How can you support the growth of the private sector if you do not have a genuine private sector? In the discussion about the problems faced by the private sector, the issue is that in this region, in most countries, I am not sure if what goes by the name of private sector is genuinely a private sector. What you have is a certain politically well-connected set of companies or individuals who, through relations with the state, generate high revenues. And this is fundamentally the main reason why we have a very low rate of investment. Without investment you cannot have jobs. If you want investment you need to have a private sector that is based on the rules of the market, where you make a profit if you are efficient and produce good quality products that can be offered at a reasonable price.

So the next thing we need to do is make sure that the rules of the game are changed, that there is popular participation in defining the rules and the enforcement of those rules. We have no effective, functioning, consumer protection laws or effective implementation of laws with regard to labour rights. So neither labour nor consumers have any rights. How can you have a functioning private sector if those who are the main producers do not have any rights and those who are the main consumers do not either? Hopefully in a post-Arab Spring environment we will have the growth of civil society, so there will be an increasing number of consumer rights advocates, there will be an emergence of genuinely free trade unions, the emergence of genuine employers’ associations rather than employers’ associations that are politically controlled. Then you can have meaningful social dialogue, in the course of which, how the pie is divided is agreed, and there are open discussions of trade-offs.

How do you divide what you have? You do it by having rules in place to decide on what happens when as a result of a policy choice some people lose. We have no system for that. So effectively the losers have no recourse. And those who gain do not have to share whatever they gain with anybody else. That is very peculiar. In any normal society you have a system for this.

And because of a fundamentally problematic structure, even things which are positive do not seem to lead to positive results here. We have looked at the extent of trade opening in the region. The share of trade in GDP has gone up substantially over the past ten or fifteen years, but we do not see any benefits emerging from that because the region has not been able to integrate into the global value chain in a proper sense. We have simply opened up the economy to increased imports, which are partly responsible for adding to the unemployment problem.

Productivity growth has been mentioned. How can you have productivity growth if the economy is dominated by non-traded goods? If you look at the structure of the economies in most Arab countries, a huge share of GDP comes from minerals, which do not employ large numbers. But they produce substantial rents which are divided by the state and lead to the emergence of a non-traded service sector where you have very low productivity. The sector that actually produces productivity growth is the productive sector. And we find that the productive sectors have suffered throughout the region, and this is not purely an economic problem.

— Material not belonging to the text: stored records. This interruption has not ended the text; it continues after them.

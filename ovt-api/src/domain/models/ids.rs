use serde::{Deserialize, Serialize};
use std::fmt;

/// A validated user identifier.
///
/// Wraps i32 to match the database SERIAL type.
#[derive(Debug, Clone, Copy, PartialEq, Eq, Hash, Serialize, Deserialize)]
#[serde(transparent)]
pub struct UserId(i32);

impl UserId {
    pub fn new(id: i32) -> Self {
        Self(id)
    }

    pub fn as_i32(&self) -> i32 {
        self.0
    }
}

impl fmt::Display for UserId {
    fn fmt(&self, f: &mut fmt::Formatter<'_>) -> fmt::Result {
        write!(f, "{}", self.0)
    }
}

impl From<i32> for UserId {
    fn from(id: i32) -> Self {
        Self(id)
    }
}

impl From<UserId> for i32 {
    fn from(id: UserId) -> Self {
        id.0
    }
}

/// A ledger entry identifier.
#[derive(Debug, Clone, Copy, PartialEq, Eq, Hash, Serialize, Deserialize)]
#[serde(transparent)]
pub struct TimeRecordId(i32);

impl TimeRecordId {
    pub fn new(id: i32) -> Self {
        Self(id)
    }

    pub fn as_i32(&self) -> i32 {
        self.0
    }
}

impl fmt::Display for TimeRecordId {
    fn fmt(&self, f: &mut fmt::Formatter<'_>) -> fmt::Result {
        write!(f, "{}", self.0)
    }
}

impl From<i32> for TimeRecordId {
    fn from(id: i32) -> Self {
        Self(id)
    }
}

impl From<TimeRecordId> for i32 {
    fn from(id: TimeRecordId) -> Self {
        id.0
    }
}
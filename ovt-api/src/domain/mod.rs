mod error;
pub mod models;
mod mutation_bus;
pub mod ports;
pub mod services;

pub use error::*;
pub use mutation_bus::*;
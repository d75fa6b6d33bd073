mod ledger;
mod statistics;
mod users;

pub use ledger::PostgresLedgerStore;
pub use statistics::PostgresStatisticsStore;
pub use users::PostgresUserDirectory;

Water management issues are definitely a problem. For example, in Yemen the main reason why they could not raise the price of diesel was because those farmers are politically very strong and therefore demand access to cheap diesel. This allowed them to deplete the water resources, which means that in a few years time there will be nothing left. There is no economic solution to this problem. You need to change the power game. So long as those who rule the country are in debt to those who produce that, this problem will continue.

Torek Farhadi. Programme Coordinator, Enhancing Arab Capacity for Trade (EnACT), International Trade Centre (ITC)

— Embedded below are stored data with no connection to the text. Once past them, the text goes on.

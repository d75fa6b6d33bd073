use serde::Serialize;
use strum::{Display, EnumString};
use time::{Date, Month};

use super::email::Email;
use super::ids::UserId;
use super::scope::ScopeKind;
use super::statistics::ScopeStatistics;
use super::time_record::TimeRecord;

/// The two periodic statistics reports a user can opt into.
#[derive(Debug, Clone, Copy, PartialEq, Eq, Hash, Serialize, Display, EnumString)]
#[strum(serialize_all = "lowercase")]
#[serde(rename_all = "lowercase")]
pub enum ReportKind {
    Monthly,
    Weekly,
}

impl ReportKind {
    pub const ALL: [ReportKind; 2] = [ReportKind::Monthly, ReportKind::Weekly];

    pub fn scope_kind(&self) -> ScopeKind {
        match self {
            ReportKind::Monthly => ScopeKind::Month,
            ReportKind::Weekly => ScopeKind::Week,
        }
    }

    /// Settings key of the per-user opt-in flag for this report.
    pub fn opt_in_code(&self) -> &'static str {
        match self {
            ReportKind::Monthly => "MONTHLY_TIMES_STATS_EMAIL",
            ReportKind::Weekly => "WEEKLY_TIMES_STATS_EMAIL",
        }
    }
}

/// A user eligible to receive a report at the current tick.
#[derive(Debug, Clone, PartialEq)]
pub struct ReportRecipient {
    pub user: UserId,
    pub username: String,
    pub email: Email,
}

/// Everything the mail transport needs for one (owner, period) report.
#[derive(Debug, Clone, Serialize)]
#[serde(rename_all = "camelCase")]
pub struct PeriodReport {
    pub kind: ReportKind,
    pub period_start: Date,
    pub period_end: Date,
    pub statistics: ScopeStatistics,
    pub records: Vec<TimeRecord>,
    /// Overtime minus recovery from the start of the year through the period end.
    pub balance: i64,
}

impl PeriodReport {
    pub fn subject(&self) -> String {
        format!(
            "⏱️ {} - Overtime report ({})",
            self.period_label(),
            format_signed_minutes(self.statistics.total_duration)
        )
    }

    fn period_label(&self) -> String {
        match self.kind {
            ReportKind::Monthly => {
                format!("{} {}", month_name(self.period_start.month()), self.period_start.year())
            }
            ReportKind::Weekly => {
                let (year, week, _) = self.period_start.to_iso_week_date();
                format!("Week {week} {year}")
            }
        }
    }
}

fn month_name(month: Month) -> &'static str {
    match month {
        Month::January => "January",
        Month::February => "February",
        Month::March => "March",
        Month::April => "April",
        Month::May => "May",
        Month::June => "June",
        Month::July => "July",
        Month::August => "August",
        Month::September => "September",
        Month::October => "October",
        Month::November => "November",
        Month::December => "December",
    }
}

/// Renders minutes as a signed hours/minutes string, e.g. `+2h 30m`.
pub fn format_signed_minutes(minutes: i64) -> String {
    let sign = if minutes < 0 { '-' } else { '+' };
    let abs = minutes.unsigned_abs();
    format!("{}{}h {:02}m", sign, abs / 60, abs % 60)
}

#[cfg(test)]
mod tests {
    use super::*;
    use crate::domain::models::{ScopeKey, UserId};
    use time::macros::date;
    use time::OffsetDateTime;

    #[test]
    fn signed_minutes_formatting() {
        assert_eq!(format_signed_minutes(150), "+2h 30m");
        assert_eq!(format_signed_minutes(-90), "-1h 30m");
        assert_eq!(format_signed_minutes(0), "+0h 00m");
    }

    #[test]
    fn monthly_subject_carries_the_period_and_net_total() {
        let key = ScopeKey::month(UserId::new(1), 5, 2025).unwrap();
        let mut statistics =
            ScopeStatistics::zero(key, OffsetDateTime::now_utc());
        statistics.total_duration = 150;

        let report = PeriodReport {
            kind: ReportKind::Monthly,
            period_start: date!(2025 - 05 - 01),
            period_end: date!(2025 - 06 - 01),
            statistics,
            records: Vec::new(),
            balance: 150,
        };

        assert_eq!(report.subject(), "⏱️ May 2025 - Overtime report (+2h 30m)");
    }

    #[test]
    fn weekly_subject_uses_the_iso_week_number() {
        let key = ScopeKey::week(UserId::new(1), 3, 2024).unwrap();
        let report = PeriodReport {
            kind: ReportKind::Weekly,
            period_start: date!(2024 - 01 - 15),
            period_end: date!(2024 - 01 - 22),
            statistics: ScopeStatistics::zero(key, OffsetDateTime::now_utc()),
            records: Vec::new(),
            balance: 0,
        };

        assert_eq!(report.subject(), "⏱️ Week 3 2024 - Overtime report (+0h 00m)");
    }
}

Having travelled in the Middle East for the last ten years, and almost monthly since the Arab Spring, I would say that the Arab Spring plays out differently from country to country. In Egypt, after the overthrow of President Mubarak, after the revolution, the element of continuity has really been the army. So on the surface, one could say that despite the spectaculars of the revolution, it just amounted to the pushing out of President Mubarak and some of his team, but then the rest of the actors in power are still the same: the army, which still has great control of the economy. In the case of Egypt, I happen to think that in the short run, the army having control of part of the economy is an element of stability and continuity. 

The army is part of the economic model of the country. Attempting to change that overnight would lead to massive layoffs at army owned economic operations. Primary goods and prices would go up and it would result in the price of bread going up and the price of most staples Egyptians buy. It would lead to major instability.

Obviously, in a different setting this set up does stifle competition in the private sector. But today I think what we need in Egypt is stability over this period that will continue for three to four years of uncertainty.

We wanted elections, we have elections. We wanted peaceful elections, we had peaceful elections. Yes, now the Islamists are in Parliament but this has come out of a democratic process. Now what’s important is that we have to open communication channels to the new elected leaders. We have to realise that for the most part, these new leaders have no experience of governance, they have never been in political office before. They need our help!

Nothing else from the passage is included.